Humans need more than food, water and shelter to survive. Because we are social beings, we also need to learn from a young age to depend on others, how to give and receive affection and that our physical and emotional needs will be met. Caregivers are the first people who fulfill those essential emotional needs for their children, and parent-child relationships have been shown to have real, long-term influences on children’s development.

Why do early parent-child relationships matter so much? First, infants depend completely on their parents. When an infant cries and their parent responds with food, affection or a diaper change, the infant learns that its needs will be met. Psychologists call this attachment because it means just that – children become attached to their parents because they know that their parents will take care of them and that they are protected.

Despite the dependent-nature of attachment, one important facet of attachment is that infants and children who are attached will venture away from their parent, exploring new things and their surrounding. This is because infants who are attached feel safe; they implicitly know that if something were to happen to them, their parent would be there instantly to respond to their needs. This doesn’t mean children who get upset with new people or things aren’t forming a bond with their parent – obviously, children are going to get scared and miss their parents sometimes – but a crucial aspect of attachment is that it is consistent and enduring – children who are attached know their parent will respond to their needs, meaning they are safe to explore as long as their parent is close by.

But attachment is not only important for parent-child bonds. In fact, fifty years of research shows that infants who have strong emotional bonds with their caregiver grow up to be more emotionally competent compared to those who have weak or inconsistent emotional bonds. Children who are securely attached to their parents grow up to express their emotions more, be more socially competent, and display more empathy compared to children who are insecurely attached to their parent.

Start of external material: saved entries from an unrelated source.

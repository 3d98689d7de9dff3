use thiserror::Error;

use crate::utils::AppError;

/// Errors that stop the server from starting or serving
#[derive(Error, Debug)]
pub enum ServerError {
    #[error("Configuration error: {0}")]
    Config(String),

    #[error("Database error: {0}")]
    Database(String),

    #[error("I/O error: {0}")]
    Io(#[from] std::io::Error),
}

impl From<AppError> for ServerError {
    fn from(err: AppError) -> Self {
        ServerError::Database(err.message)
    }
}

pub type Result<T> = std::result::Result<T, ServerError>;
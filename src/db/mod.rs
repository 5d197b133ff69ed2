pub mod courses;
pub mod departments;
pub mod enrollments;
pub mod instructors;
pub mod reports;
pub mod students;

use std::str::FromStr;
use std::time::Duration;

use sqlx::sqlite::{SqliteConnectOptions, SqliteJournalMode, SqlitePoolOptions};
use sqlx::{Sqlite, SqlitePool, Transaction};

use crate::error::AppError;

pub async fn connect(database_url: &str, max_connections: u32) -> Result<SqlitePool, AppError> {
    let options = SqliteConnectOptions::from_str(database_url)?
        .create_if_missing(true)
        .foreign_keys(true)
        .journal_mode(SqliteJournalMode::Wal)
        .busy_timeout(Duration::from_secs(5));

    let pool = SqlitePoolOptions::new()
        .max_connections(max_connections)
        .connect_with(options)
        .await?;

    Ok(pool)
}

/// Single pinned connection so the in-memory database lives as long as
/// the pool does.
pub async fn connect_in_memory() -> Result<SqlitePool, AppError> {
    let options = SqliteConnectOptions::from_str("sqlite::memory:")?.foreign_keys(true);

    let pool = SqlitePoolOptions::new()
        .min_connections(1)
        .max_connections(1)
        .idle_timeout(None::<Duration>)
        .max_lifetime(None::<Duration>)
        .connect_with(options)
        .await?;

    Ok(pool)
}

/// Starts a transaction that holds the write lock from its first statement.
/// A deferred transaction that reads before writing cannot upgrade its lock
/// while another connection is writing and fails with SQLITE_BUSY instead
/// of waiting.
pub async fn begin_write(pool: &SqlitePool) -> Result<Transaction<'static, Sqlite>, sqlx::Error> {
    pool.begin_with("BEGIN IMMEDIATE").await
}

pub async fn migrate(pool: &SqlitePool) -> Result<(), AppError> {
    sqlx::migrate!("./migrations").run(pool).await?;
    Ok(())
}

#[cfg(test)]
pub(crate) async fn setup_test_db() -> SqlitePool {
    let pool = connect_in_memory()
        .await
        .expect("Failed to create test db");

    migrate(&pool).await.expect("Failed to run migrations");

    pool
}
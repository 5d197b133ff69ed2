use chrono::Utc;
use sqlx::SqlitePool;
use uuid::Uuid;

use crate::models::{Instructor, NewInstructorRequest, UpdateInstructorRequest};

const COLUMNS: &str = "id, name, email, department_id, hire_date, created_at, updated_at";

pub async fn fetch_instructors(db: &SqlitePool) -> Result<Vec<Instructor>, sqlx::Error> {
    sqlx::query_as::<_, Instructor>(&format!(
        "SELECT {COLUMNS} FROM instructors ORDER BY name"
    ))
    .fetch_all(db)
    .await
}

pub async fn find_instructor_by_id(
    db: &SqlitePool,
    id: &str,
) -> Result<Option<Instructor>, sqlx::Error> {
    sqlx::query_as::<_, Instructor>(&format!("SELECT {COLUMNS} FROM instructors WHERE id = ?"))
        .bind(id)
        .fetch_optional(db)
        .await
}

pub async fn insert_instructor(
    db: &SqlitePool,
    req: NewInstructorRequest,
) -> Result<Instructor, sqlx::Error> {
    let now = Utc::now();
    let instructor = Instructor {
        id: Uuid::new_v4().to_string(),
        name: req.name,
        email: req.email.to_lowercase(),
        department_id: req.department_id,
        hire_date: req.hire_date.unwrap_or_else(|| now.date_naive()),
        created_at: now,
        updated_at: now,
    };

    sqlx::query(
        r#"
        INSERT INTO instructors
            (id, name, email, department_id, hire_date, created_at, updated_at)
        VALUES (?1, ?2, ?3, ?4, ?5, ?6, ?6)
        "#,
    )
    .bind(&instructor.id)
    .bind(&instructor.name)
    .bind(&instructor.email)
    .bind(&instructor.department_id)
    .bind(instructor.hire_date)
    .bind(now)
    .execute(db)
    .await?;

    Ok(instructor)
}

pub async fn update_instructor(
    db: &SqlitePool,
    id: &str,
    req: UpdateInstructorRequest,
) -> Result<Option<Instructor>, sqlx::Error> {
    let mut current = match find_instructor_by_id(db, id).await? {
        Some(i) => i,
        None => return Ok(None),
    };

    if let Some(name) = req.name {
        current.name = name;
    }
    if let Some(email) = req.email {
        current.email = email.to_lowercase();
    }
    if let Some(department_id) = req.department_id {
        current.department_id = Some(department_id);
    }
    if let Some(hire_date) = req.hire_date {
        current.hire_date = hire_date;
    }
    current.updated_at = Utc::now();

    sqlx::query(
        r#"
        UPDATE instructors
        SET name = ?1,
            email = ?2,
            department_id = ?3,
            hire_date = ?4,
            updated_at = ?5
        WHERE id = ?6
        "#,
    )
    .bind(&current.name)
    .bind(&current.email)
    .bind(&current.department_id)
    .bind(current.hire_date)
    .bind(current.updated_at)
    .bind(id)
    .execute(db)
    .await?;

    Ok(Some(current))
}

pub async fn delete_instructor(db: &SqlitePool, id: &str) -> Result<bool, sqlx::Error> {
    let result = sqlx::query("DELETE FROM instructors WHERE id = ?")
        .bind(id)
        .execute(db)
        .await?
        .rows_affected();

    Ok(result > 0)
}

Perhaps more importantly, research shows that securely attached infants grow up to have better quality relationships later in life. Children who grow up expecting their caregivers to be responsive and loving learn to expect that from other close relationships in their lives, like from friends and romantic partners. A new study followed up with participants over the course of 78 years and found that attachment in childhood predicted adult attachment to their spouses. The researchers suggest that children who had warm and responsive parents developed better strategies for dealing with negative emotions, which perhaps helped them deal with marital conflict and general life stresses.

Unfortunately, not all children grow up with responsive parents, and these children often exhibit emotional problems later in life. One extreme case of this is the Romanian Orphanages that were over-flooded with children in the 1980s despite there not being enough caregivers. Children received inconsistent care and were essentially neglected for many hours a day. When these infants were adopted years later, many had issues forming an attachment with their caregiver – some showing difficulties forming a relationship, others showing “indiscriminate friendliness,” in which they showed affection for many people even though they weren’t their caregiver or family members.

Attachment is one of the most well researched topics in child development, probably because parent-child attachment has such long-lasting effects on children’s wellbeing. From the moment infants are born, their parents are teaching them what it means to have a connection with another human being. In a sense, children’s first relationship with their parents forms the basis for their future relationships, teaching children what they should expect from their close bonds.